EXERCISE AIM: Go through the records and copy each line where the word "debug" occurs.
[EXTRACTED MATERIAL]
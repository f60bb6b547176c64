//! Column alignment

use tracing::debug;

use super::replace_if_changed;
use crate::core::colspec::{
    generate_column_specification, parse_column_specifications, ColumnAlignment,
};
use crate::core::model::{Range, TableSelection, TableSnapshot};
use crate::utils::changes::ChangeSet;

/// Align the fully selected columns, or the selected merged cell
pub fn set_alignment(
    snapshot: &TableSnapshot<'_>,
    selection: &TableSelection,
    alignment: ColumnAlignment,
) -> ChangeSet {
    let table = &snapshot.table;
    let n = selection.normalized();
    let mut changes = ChangeSet::new();

    if selection.is_merged_cell_selected(table) {
        let Some(multi_column) = table
            .get_cell(n.min_y, n.min_x)
            .and_then(|cell| cell.multi_column.as_ref())
        else {
            return changes;
        };
        realign(
            snapshot,
            multi_column.columns,
            |_| true,
            alignment,
            &mut changes,
        );
    } else {
        realign(
            snapshot,
            snapshot.positions.column_declarations,
            |index| {
                (n.min_x..=n.max_x).contains(&index) && selection.is_column_selected(index, table)
            },
            alignment,
            &mut changes,
        );
    }

    if changes.is_empty() {
        debug!(alignment = alignment.as_str(), "alignment unchanged");
    }
    changes
}

/// Rewrite the specifier at `range`, aligning the columns `pick` accepts
fn realign(
    snapshot: &TableSnapshot<'_>,
    range: Range,
    pick: impl Fn(usize) -> bool,
    alignment: ColumnAlignment,
    changes: &mut ChangeSet,
) {
    let specification = snapshot.slice(range);
    let mut columns = parse_column_specifications(specification);
    let mut changed = false;
    for (index, column) in columns.iter_mut().enumerate() {
        if pick(index) {
            changed |= column.set_alignment(alignment);
        }
    }
    if changed {
        replace_if_changed(
            changes,
            range,
            specification,
            generate_column_specification(&columns),
        );
    }
}

#[cfg(test)]
mod tests {
    use super::*;
    use crate::core::model::CellPosition;
    use crate::core::parser::parse_table;
    use pretty_assertions::assert_eq;

    const DOC: &str = r"\begin{tabular}{|l|c|r|} a & b & c \\ \multicolumn{2}{|l|}{d} & e \\ \end{tabular}";

    fn column(index: usize) -> TableSelection {
        TableSelection::new(CellPosition::new(0, index), CellPosition::new(1, index))
    }

    #[test]
    fn test_align_column() {
        let snapshot = parse_table(DOC).unwrap();
        let changes = set_alignment(&snapshot, &column(1), ColumnAlignment::Right);
        let result = changes.apply(DOC).unwrap();
        assert!(result.starts_with(r"\begin{tabular}{|l|r|r|}"));
        assert_eq!(changes.len(), 1);
    }

    #[test]
    fn test_same_alignment_is_noop() {
        let snapshot = parse_table(DOC).unwrap();
        assert!(set_alignment(&snapshot, &column(2), ColumnAlignment::Right).is_empty());
    }

    #[test]
    fn test_partial_column_is_ignored() {
        let snapshot = parse_table(DOC).unwrap();
        let changes = set_alignment(&snapshot, &TableSelection::cell(0, 1), ColumnAlignment::Left);
        assert!(changes.is_empty());
    }

    #[test]
    fn test_align_merged_cell() {
        let snapshot = parse_table(DOC).unwrap();
        let merged = TableSelection::new(CellPosition::new(1, 0), CellPosition::new(1, 1));
        let result = set_alignment(&snapshot, &merged, ColumnAlignment::Center)
            .apply(DOC)
            .unwrap();
        assert!(result.contains(r"\multicolumn{2}{|c|}{d}"));
        assert!(result.starts_with(r"\begin{tabular}{|l|c|r|}"));
    }

    #[test]
    fn test_align_clicked_merged_cell() {
        let snapshot = parse_table(DOC).unwrap();
        let changes = set_alignment(&snapshot, &TableSelection::cell(1, 0), ColumnAlignment::Right);
        assert_eq!(changes.len(), 1);
        assert_eq!(
            changes.apply(DOC).unwrap(),
            r"\begin{tabular}{|l|c|r|} a & b & c \\ \multicolumn{2}{|r|}{d} & e \\ \end{tabular}"
        );
    }
}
[/EXTRACTED MATERIAL]
SOLUTION TO THE PROBLEM:
use tracing::debug;
        debug!(alignment = alignment.as_str(), "alignment unchanged");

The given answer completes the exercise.